The association submitted a strongly-worded letter to the CRTC on Friday opposing Craig’s plan (as first reported by Cartt.ca) to create a company called Only Imagine Inc. to sell local ad avail time on U.S. cable channels and turn over a chunk of the profits to a new fund to create Canadian television content.
"OII’s application would have the effect of irrevocably altering the Commission’s current local avails policy, transforming foreign services from complementary packaging partners into vehicles for national advertising," reads the CAB submission.
"This would drastically alter the Commission’s policy regarding the role of foreign services in the Canadian broadcasting system. Foreign services have been granted authorization for distribution in Canada."
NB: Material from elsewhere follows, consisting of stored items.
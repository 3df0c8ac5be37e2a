//! Bounded single-producer single-consumer ring buffer
//!
//! Power-of-two capacity with free-running indices: the write index is
//! published with `Release` and observed with `Acquire` (symmetrically for
//! the read index), which establishes happens-before for slot contents.
//! `push` and `pop` never block, never allocate and never reorder.

use std::cell::UnsafeCell;
use std::mem::MaybeUninit;
use std::sync::atomic::{AtomicUsize, Ordering};
use std::sync::Arc;

struct Ring<T> {
    slots: Box<[UnsafeCell<MaybeUninit<T>>]>,
    mask: usize,
    read: AtomicUsize,
    write: AtomicUsize,
}

// SAFETY: slot access is partitioned by the index protocol. The producer
// writes only slots in [read, write) complement and the consumer reads only
// published slots; Producer and Consumer each require &mut self, so at most
// one thread touches each end.
unsafe impl<T: Send> Send for Ring<T> {}
// SAFETY: see above; shared access is limited to the atomic indices.
unsafe impl<T: Send> Sync for Ring<T> {}

impl<T> Ring<T> {
    fn with_capacity(capacity: usize) -> Self {
        let cap = capacity.max(2).next_power_of_two();
        let slots = (0..cap)
            .map(|_| UnsafeCell::new(MaybeUninit::uninit()))
            .collect::<Vec<_>>()
            .into_boxed_slice();
        Self {
            slots,
            mask: cap - 1,
            read: AtomicUsize::new(0),
            write: AtomicUsize::new(0),
        }
    }

    fn capacity(&self) -> usize {
        self.mask + 1
    }

    fn len(&self) -> usize {
        let write = self.write.load(Ordering::Acquire);
        let read = self.read.load(Ordering::Acquire);
        write.wrapping_sub(read)
    }
}

impl<T> Drop for Ring<T> {
    fn drop(&mut self) {
        let read = *self.read.get_mut();
        let write = *self.write.get_mut();
        let mut idx = read;
        while idx != write {
            // SAFETY: slots in [read, write) were written and never popped.
            unsafe {
                (*self.slots[idx & self.mask].get()).assume_init_drop();
            }
            idx = idx.wrapping_add(1);
        }
    }
}

/// Producer end of an SPSC ring; not cloneable, `push` takes `&mut self`
pub struct Producer<T> {
    ring: Arc<Ring<T>>,
}

/// Consumer end of an SPSC ring; not cloneable, `pop` takes `&mut self`
pub struct Consumer<T> {
    ring: Arc<Ring<T>>,
}

/// Create a connected producer/consumer pair with at least `capacity` slots
pub fn spsc<T>(capacity: usize) -> (Producer<T>, Consumer<T>) {
    let ring = Arc::new(Ring::with_capacity(capacity));
    (
        Producer { ring: ring.clone() },
        Consumer { ring },
    )
}

impl<T> Producer<T> {
    /// Push an item; returns it back without blocking when the ring is full
    pub fn push(&mut self, item: T) -> Result<(), T> {
        let ring = &*self.ring;
        let write = ring.write.load(Ordering::Relaxed);
        let read = ring.read.load(Ordering::Acquire);
        if write.wrapping_sub(read) == ring.capacity() {
            return Err(item);
        }
        // SAFETY: the slot at `write` is outside [read, write) so the
        // consumer does not touch it until the store below publishes it.
        unsafe {
            (*ring.slots[write & ring.mask].get()).write(item);
        }
        ring.write.store(write.wrapping_add(1), Ordering::Release);
        Ok(())
    }

    /// Whether a push would fail right now
    #[must_use]
    pub fn is_full(&self) -> bool {
        self.ring.len() == self.ring.capacity()
    }

    /// Number of buffered items
    #[must_use]
    pub fn len(&self) -> usize {
        self.ring.len()
    }

    /// Whether the ring is empty
    #[must_use]
    pub fn is_empty(&self) -> bool {
        self.ring.len() == 0
    }

    /// Total slot capacity
    #[must_use]
    pub fn capacity(&self) -> usize {
        self.ring.capacity()
    }
}

impl<T> Consumer<T> {
    /// Pop the oldest item, if any; the read index advances only after the
    /// item has been moved out
    pub fn pop(&mut self) -> Option<T> {
        let ring = &*self.ring;
        let read = ring.read.load(Ordering::Relaxed);
        let write = ring.write.load(Ordering::Acquire);
        if read == write {
            return None;
        }
        // SAFETY: `read < write` so this slot was published by the producer;
        // the Acquire load above synchronizes with its Release store.
        let item = unsafe { (*ring.slots[read & ring.mask].get()).assume_init_read() };
        ring.read.store(read.wrapping_add(1), Ordering::Release);
        Some(item)
    }

    /// Whether the ring is empty
    #[must_use]
    pub fn is_empty(&self) -> bool {
        self.ring.len() == 0
    }

    /// Number of buffered items
    #[must_use]
    pub fn len(&self) -> usize {
        self.ring.len()
    }

    /// Total slot capacity
    #[must_use]
    pub fn capacity(&self) -> usize {
        self.ring.capacity()
    }
}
The Commission has already been down the road within the past 24 months, ruling that cable companies can not sell the two minutes per hour American cable channels like CNN, Golf Channel and A&E make available for local ad sales in the States, where it is a multi-billion-dollar business.
In Canada, 75% of the avail time must be given at cost to Canadian broadcasters with the remaining time for the BDUs to promote their own services.
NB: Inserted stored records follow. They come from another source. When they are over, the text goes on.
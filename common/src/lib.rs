//! Shared data model for the execution core
//!
//! Orders, updates, market data, events, positions, the error taxonomy and
//! typed configuration. Everything here is plain data: no I/O, no locks.

#![warn(missing_docs)]
#![warn(clippy::all)]
#![forbid(unsafe_code)]

pub mod config;
pub mod error;
pub mod events;
pub mod types;

pub use config::{AppConfig, DispatcherConfig, RiskLimits, StrategySettings, VenueConfig};
pub use error::{DropReason, EngineError, PublishOutcome, RejectReason};
pub use events::{Event, EventKind, SystemEvent};
pub use types::{
    Balance, MarketData, Order, OrderId, OrderStatus, OrderType, OrderUpdate, Position, Side,
    StrategyState, TradeUpdate, Ts,
};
Former CanWest Global executive Kevin Shea attempted a similar application with a company he called 49th Media, but the Commission refused to consider his application because he did not have permission from the U.S. cable nets to sell the ad time. However, Shea wanted his middle-man company to sell Canadian ads not just during the avail time, but throughout the commercial breaks in the American channels.
OII, if allowed to go ahead, would pull in hundreds of millions worth of revenue and Craig’s application estimates that the company would contribute $170 million to the new programming fund over the seven-year license term.
But such a company would be a low-cost middleman adding nothing of value to the system, says the CAB. "OII would enjoy all the benefits of a broadcasting licence without any of the accompanying obligations to produce and exhibit Canadian content. Indeed, without programming obligations, OII will have minimal operating costs, giving it both the incentive and flexibility to deeply discount advertising rates, further undermining the business models of licensed broadcasters, further reducing their ability to produce and exhibit Canadian programming," reads its submission.
And any such profit wouldn’t be accretive to the system, but instead would draw needed cash away from Canadian broadcasters. "The true impact of OII’s proposal is far greater than stated in its application," says the CAB.
"Because it employs flawed methodology and inaccurate, out-of-date, numbers, OII’s revenue projections significantly understate its potential impact on conventional television and specialty licensees. OII projects a cumulative total of $355 million over seven years. Applying more consistent methodology and up-to-date numbers to the actual number of foreign services implicated by OII’s proposal, the revenue impact is actually some $434 million over seven years."